That anarchist spirit was further spearheaded by the avant-garde in the early 20th century. Movements such as Zurich Dada who operated out of Cabaret Voltaire from 1916 encapsulated the spirit of anarchy through the actions of Tristan Tzara or Hugo Ball’s Dadaist sound poems. Art became a form of direct defiance, a renouncing of traditional forms of social being through a celebration of the absurd in search of a new artistic and linguistic freedom. As the world engaged in insanity through the slaughter of millions in front line trenches, these artists encapsulated the anarchist spirit and declared the absurdity of life as lived by bourgeois society.
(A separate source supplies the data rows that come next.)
// Copyright 2025 the Understory Authors
// SPDX-License-Identifier: Apache-2.0 OR MIT

use kurbo::{Point, Rect, Size};
use understory_reaction_config::{PopupGravity, ReactionsConfig};

use crate::PopupMetrics;

/// On-screen bounds of the view that opened the popup.
#[derive(Copy, Clone, Debug, Default, PartialEq)]
pub struct Anchor {
    /// Top-left corner in screen coordinates.
    pub origin: Point,
    /// Size of the anchor view.
    pub size: Size,
}

impl Anchor {
    /// Creates an anchor from its screen origin and size.
    #[must_use]
    pub const fn new(origin: Point, size: Size) -> Self {
        Self { origin, size }
    }

    /// Anchor bounds in screen coordinates.
    #[must_use]
    pub fn rect(&self) -> Rect {
        Rect::from_origin_size(self.origin, self.size)
    }

    /// Returns `true` if `pt` lies within the anchor, edges included.
    #[must_use]
    pub fn contains(&self, pt: Point) -> bool {
        let rect = self.rect();
        pt.x >= rect.x0 && pt.x <= rect.x1 && pt.y >= rect.y0 && pt.y <= rect.y1
    }
}

/// Computes the popup origin within a container of size `container`.
///
/// Horizontal placement follows `gravity`, with the per-gravity fallbacks
/// documented on [`PopupGravity`]; any result that leaves the popup partly
/// outside the container is replaced by a horizontally centred position.
///
/// Vertically the popup sits above the anchor, leaving one popup height of
/// room for the magnified icon and its caption. When there is no room above,
/// it goes below the anchor with the same spacing.
#[must_use]
pub fn place_popup(
    metrics: &PopupMetrics,
    gravity: PopupGravity,
    popup_margin: f64,
    anchor: &Anchor,
    first_touch: Point,
    container: Size,
) -> Point {
    let width = metrics.size.width;
    let height = metrics.size.height;
    let anchor_rect = anchor.rect();

    let mut x = match gravity {
        PopupGravity::Default => {
            first_touch.x - metrics.horizontal_margin - metrics.icons.medium / 2.0
        }
        PopupGravity::ParentLeft => {
            if anchor_rect.x0 + width > container.width {
                container.width - width - popup_margin
            } else {
                anchor_rect.x0
            }
        }
        PopupGravity::ParentRight => {
            let x = anchor_rect.x1 - width;
            if x < 0.0 { popup_margin } else { x }
        }
        PopupGravity::ScreenLeft => popup_margin,
        PopupGravity::ScreenRight => container.width - width - popup_margin,
        PopupGravity::Center => (container.width - width) / 2.0,
    };
    if x < 0.0 || x + width >= container.width {
        x = ((container.width - width) / 2.0).max(0.0);
    }

    let mut y = anchor_rect.y0 - 2.0 * height;
    if y < 0.0 {
        y = anchor_rect.y1 + height;
    }

    Point::new(x, y)
}

/// Placed popup: metrics plus a screen position.
///
/// This is the geometry snapshot a reaction surface works from. It must be
/// recomputed whenever the container size, the anchor or the configuration
/// changes.
#[derive(Copy, Clone, Debug, PartialEq)]
pub struct PopupGeometry {
    /// Top-left corner of the popup background.
    pub origin: Point,
    /// Position-independent measurements.
    pub metrics: PopupMetrics,
}

impl PopupGeometry {
    /// Computes the metrics and placement for `config`.
    #[must_use]
    pub fn compute(
        config: &ReactionsConfig,
        anchor: &Anchor,
        first_touch: Point,
        container: Size,
    ) -> Self {
        let metrics = PopupMetrics::new(config);
        let origin = place_popup(
            &metrics,
            config.popup_gravity(),
            config.popup_margin(),
            anchor,
            first_touch,
            container,
        );
        Self { origin, metrics }
    }

    /// Bounds of the popup background, without any animated translation.
    #[must_use]
    pub fn bounds(&self) -> Rect {
        Rect::from_origin_size(self.origin, self.metrics.size)
    }

    /// Frames of the icon row for the given current icon sizes.
    ///
    /// Icons start after the horizontal margin and are separated by the
    /// divider. They share a bottom edge one vertical margin above the
    /// bottom of the popup, so magnified icons grow upward out of the
    /// background. Every frame is shifted down by `translation_y`.
    pub fn row_frames<'a>(
        &'a self,
        sizes: impl IntoIterator<Item = f64> + 'a,
        translation_y: f64,
    ) -> impl Iterator<Item = Rect> + 'a {
        let bottom = self.origin.y + self.metrics.size.height - self.metrics.vertical_margin
            + translation_y;
        let mut left = self.origin.x + self.metrics.horizontal_margin;
        sizes.into_iter().map(move |size| {
            let frame = Rect::new(left, bottom - size, left + size, bottom);
            left += size + self.metrics.divider;
            frame
        })
    }
}

#[cfg(test)]
mod tests {
    use super::*;

    const SCREEN: Size = Size::new(1080.0, 1920.0);

    fn metrics() -> PopupMetrics {
        PopupMetrics::from_parts(4, 48.0, 16.0, 16.0, None)
    }

    fn anchor() -> Anchor {
        Anchor::new(Point::new(300.0, 1000.0), Size::new(200.0, 60.0))
    }

    fn place(gravity: PopupGravity, anchor: &Anchor, touch: Point, container: Size) -> Point {
        place_popup(&metrics(), gravity, 16.0, anchor, touch, container)
    }

    #[test]
    fn default_gravity_centres_first_icon_on_touch() {
        let pos = place(
            PopupGravity::Default,
            &anchor(),
            Point::new(340.0, 1030.0),
            SCREEN,
        );
        // 340 - 16 - 24
        assert_eq!(pos.x, 300.0);
        // 1000 - 2 * 80
        assert_eq!(pos.y, 840.0);
    }

    #[test]
    fn parent_left_falls_back_to_screen_right() {
        let pos = place(PopupGravity::ParentLeft, &anchor(), Point::ZERO, SCREEN);
        assert_eq!(pos.x, 300.0);

        let near_right = Anchor::new(Point::new(900.0, 1000.0), Size::new(100.0, 60.0));
        let pos = place(PopupGravity::ParentLeft, &near_right, Point::ZERO, SCREEN);
        assert_eq!(pos.x, 1080.0 - 248.0 - 16.0);
    }

    #[test]
    fn parent_right_falls_back_to_screen_left() {
        let pos = place(PopupGravity::ParentRight, &anchor(), Point::ZERO, SCREEN);
        assert_eq!(pos.x, 500.0 - 248.0);

        let near_left = Anchor::new(Point::new(10.0, 1000.0), Size::new(100.0, 60.0));
        let pos = place(PopupGravity::ParentRight, &near_left, Point::ZERO, SCREEN);
        assert_eq!(pos.x, 16.0);
    }

    #[test]
    fn screen_gravities() {
        let a = anchor();
        assert_eq!(place(PopupGravity::ScreenLeft, &a, Point::ZERO, SCREEN).x, 16.0);
        assert_eq!(
            place(PopupGravity::ScreenRight, &a, Point::ZERO, SCREEN).x,
            1080.0 - 248.0 - 16.0
        );
        assert_eq!(
            place(PopupGravity::Center, &a, Point::ZERO, SCREEN).x,
            (1080.0 - 248.0) / 2.0
        );
    }

    #[test]
    fn out_of_bounds_positions_fall_back_to_centre() {
        // Touch near the left edge would put the popup at a negative x.
        let pos = place(PopupGravity::Default, &anchor(), Point::new(5.0, 1030.0), SCREEN);
        assert_eq!(pos.x, (1080.0 - 248.0) / 2.0);

        // A container narrower than the popup clamps to zero.
        let narrow = Size::new(200.0, 1920.0);
        let pos = place(PopupGravity::Center, &anchor(), Point::ZERO, narrow);
        assert_eq!(pos.x, 0.0);
    }

    #[test]
    fn popup_goes_below_anchor_without_room_above() {
        let top = Anchor::new(Point::new(300.0, 100.0), Size::new(200.0, 60.0));
        let pos = place(PopupGravity::Center, &top, Point::ZERO, SCREEN);
        // 100 + 60 + 80
        assert_eq!(pos.y, 240.0);
    }

    #[test]
    fn anchor_contains_its_edges() {
        let a = anchor();
        assert!(a.contains(Point::new(300.0, 1000.0)));
        assert!(a.contains(Point::new(500.0, 1060.0)));
        assert!(!a.contains(Point::new(500.5, 1060.0)));
    }

    #[test]
    fn row_frames_share_a_bottom_edge() {
        let geometry = PopupGeometry {
            origin: Point::new(100.0, 200.0),
            metrics: metrics(),
        };
        let frames: [Rect; 4] = {
            let mut it = geometry.row_frames([32.0, 96.0, 32.0, 32.0], 0.0);
            core::array::from_fn(|_| it.next().unwrap())
        };
        assert_eq!(frames[0], Rect::new(116.0, 232.0, 148.0, 264.0));
        assert_eq!(frames[1], Rect::new(156.0, 168.0, 252.0, 264.0));
        assert_eq!(frames[3].x1, 100.0 + 248.0 - 16.0);

        let shifted = geometry.row_frames([48.0; 4], 80.0).next().unwrap();
        assert_eq!(shifted, Rect::new(116.0, 296.0, 164.0, 344.0));
    }
}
Further avant-garde groups such as the Surrealists continued to explore anarchist techniques, all the way up to the late 1950s in France and the inauguration of the Situationist International or ‘SI’ in 1957. These Situationists were an amazing collective of artists and intellectuals who came together in defiance of late Capitalist consumer culture and what they termed the Society of the Spectacle. The infiltration of money as spectacle into our everyday lives. The leader of the SI was called Guy Debord who wrote an incredible little book, also called Society of the Spectacle, in 1967, also another SI member Raoul Vaneigem, who wrote an important book called The Revolution of Everyday Life published in the same year. Both Debord and Vaneigem started to develop a consciousness of the hidden mechanisms of power that control us all and more importantly came up with distinct strategies aimed at subverting those power structure from within in order to create a space of freedom for all.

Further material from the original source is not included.